What you might not yet notice is the massive burden it puts on our planet.
Not only are there more electronics than ever on the market, they are also failing beyond repair faster. A device can simply become useless if they are no longer supported by software updates, even after just a few years of use.
Such short lifespans mean that electronic waste is now the fastest growing waste stream in the world with no signs of slowing down. In fact, e-waste now has growth rates 3 times faster than that of the world’s population.
But environmental damage does not only occur when the product turns into waste. Our electronics contain many scarce raw materials – meaning as our demand for these products continues to grow, so will the environmental consequences of material extraction, processing and waste that goes into mining the components of our devices. Mining also often occurs in settings where labour rights are violated, taking a serious toll on the health and safety of the workers involved in the sourcing and handling of the metals.
The growth of demand in turn increases the pressure on the resource bases of the planet’s economies and jeopardizes advances towards a well-being economy for all.
Still no EU regulation
Despite the issues that go hand in hand with the rapidly growing electronics market , Europe has yet to set requirements to counter our growing mountain of failed electronics and their environmental impacts.
The status of ICT products in the European Commission’s upcoming work is ambiguous. ICT products are not included in the Ecodesign working plan for energy-using products, nor in the new Ecodesign for Sustainable Products Regulation draft working plan for new product groups.
This is in direct contradiction with evidence from the EU’s own research center, which recently came out with their ICT Task Force Study. The report recommends a range of material efficiency policies for consumer electronics using a horizontal approach across product categories, instead of the product-by-product status quo.
Not only would such a horizontal approach be timelier and more cost-effective for the legislature, but there are huge climate rewards to be reaped from horizontally tackling ICT with ecodesign.

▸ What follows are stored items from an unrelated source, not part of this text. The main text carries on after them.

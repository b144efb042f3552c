//! Survey Insights is a web dashboard for exploring the Workplace Mental Health
//! Survey.
//!
//! The survey responses are loaded once from a CSV file. Visitors can filter the
//! responses by country and the dashboard redraws a fixed set of descriptive
//! charts over the selected respondents.
//!
//! This library provides a REST API that directly serves HTML pages.

#![warn(missing_docs)]

use std::{net::SocketAddr, time::Duration};

use axum::{
    http::StatusCode,
    response::{IntoResponse, Response},
};
use axum_server::Handle;
use tokio::signal;

mod alert;
mod app_state;
mod dashboard;
mod endpoints;
mod html;
mod internal_server_error;
mod not_found;
mod routing;
mod survey;

#[cfg(test)]
mod test_utils;

pub use app_state::AppState;
pub use routing::build_router;
pub use survey::{SurveySource, SurveyTable, load_survey};

use crate::{alert::Alert, internal_server_error::InternalServerError};

/// An async task that waits for either the ctrl+c or terminate signal, whichever comes first, and
/// then signals the server to shut down gracefully.
///
/// `handle` is a handle to an Axum `Server`.
pub async fn graceful_shutdown(handle: Handle<SocketAddr>) {
    let ctrl_c = async {
        signal::ctrl_c()
            .await
            .expect("failed to install Ctrl+C handler");
    };

    #[cfg(unix)]
    let terminate = async {
        signal::unix::signal(signal::unix::SignalKind::terminate())
            .expect("failed to install signal handler")
            .recv()
            .await;
    };

    #[cfg(not(unix))]
    let terminate = std::future::pending::<()>();

    tokio::select! {
        _ = ctrl_c => {
            tracing::debug!("Received ctrl+c signal.");
            handle.graceful_shutdown(Some(Duration::from_secs(1)));
        },
        _ = terminate => {
            tracing::debug!("Received terminate signal.");
            handle.graceful_shutdown(Some(Duration::from_secs(1)));
        },
    }
}

/// The errors that may occur in the application.
#[derive(Debug, thiserror::Error, PartialEq)]
pub enum Error {
    /// The survey data file could not be opened or read.
    ///
    /// Callers should pass in the file path and the original error as a string.
    #[error("could not read survey data from \"{0}\": {1}")]
    DataFileAccess(String, String),

    /// The CSV had issues that prevented it from being parsed.
    #[error("Could not parse the CSV file: {0}")]
    InvalidCSV(String),

    /// A column that is needed to draw a chart or filter the data is not in
    /// the survey data.
    #[error("the survey data has no column called \"{0}\"")]
    MissingColumn(String),

    /// A column that should only contain numbers has a cell that is not a
    /// number.
    ///
    /// `row` counts data rows from one and does not include the header row.
    #[error("expected a number in column \"{column}\" on row {row}, got \"{value}\"")]
    NonNumericValue {
        /// The name of the column.
        column: String,
        /// The data row, starting from one.
        row: usize,
        /// The cell that could not be parsed.
        value: String,
    },
}

impl IntoResponse for Error {
    fn into_response(self) -> Response {
        match self {
            Error::MissingColumn(column) => InternalServerError {
                description: "Incomplete Survey Data",
                fix: &format!(
                    "The survey data does not have a \"{column}\" column. \
                    Check that the server was started with the right data file."
                ),
            }
            .into_response(),
            // Any errors that are not handled above are not intended to be shown to the client.
            error => {
                tracing::error!("An unexpected error occurred: {}", error);
                InternalServerError::default().into_response()
            }
        }
    }
}

impl Error {
    fn into_alert_response(self) -> Response {
        match self {
            Error::MissingColumn(column) => (
                StatusCode::INTERNAL_SERVER_ERROR,
                Alert::error(
                    "Incomplete survey data",
                    &format!("The survey data does not have a \"{column}\" column."),
                ),
            )
                .into_response(),
            error => {
                tracing::error!("An unexpected error occurred: {}", error);
                (
                    StatusCode::INTERNAL_SERVER_ERROR,
                    Alert::error(
                        "Something went wrong",
                        "An unexpected error occurred, check the server logs for more details.",
                    ),
                )
                    .into_response()
            }
        }
    }
}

The latest Coolproducts research from the European Environmental Bureau (EEB) found that improving the performance of these products through such rules could lead to millions of tonnes of CO2 saved, the equivalent of taking nearly 3 millions of cars off the roads. If the entire stock of ICT products complies with better performance requirements, the impact would be like nearly 30 million cars off the road. Such results are hard if not impossible to realise by creating an ecodesign law for each product, with risks of many smaller product categories (e.g., home assistant) slipping through the regulatory cracks.
Calls to do better
The European Parliament has come to the same realisation when they voted to prioritise ICT as a product group to be tackled by horizontal ecodesign measures under the new Ecodesign rules last week. Today, 33 NGOs and circular businesses, representing hundreds of organisations around Europe, called on the European Commission to follow the Parliament’s lead and urgently tackle the environmental problems of ICT products.
If the Commission does not commit to tackling this product group through ecodesign soon, campaigners warn that this environmentally problematic product group could continue to go unregulated to the detriment of the planet.
Products that are supposed to be helping people are set to become a weighty burden on the planet.
As the market – and simultaneously the waste stream – grows, EU ambition must match the environmental impact. The clock is ticking – we need horizontal ecodesign requirements for ICT products now.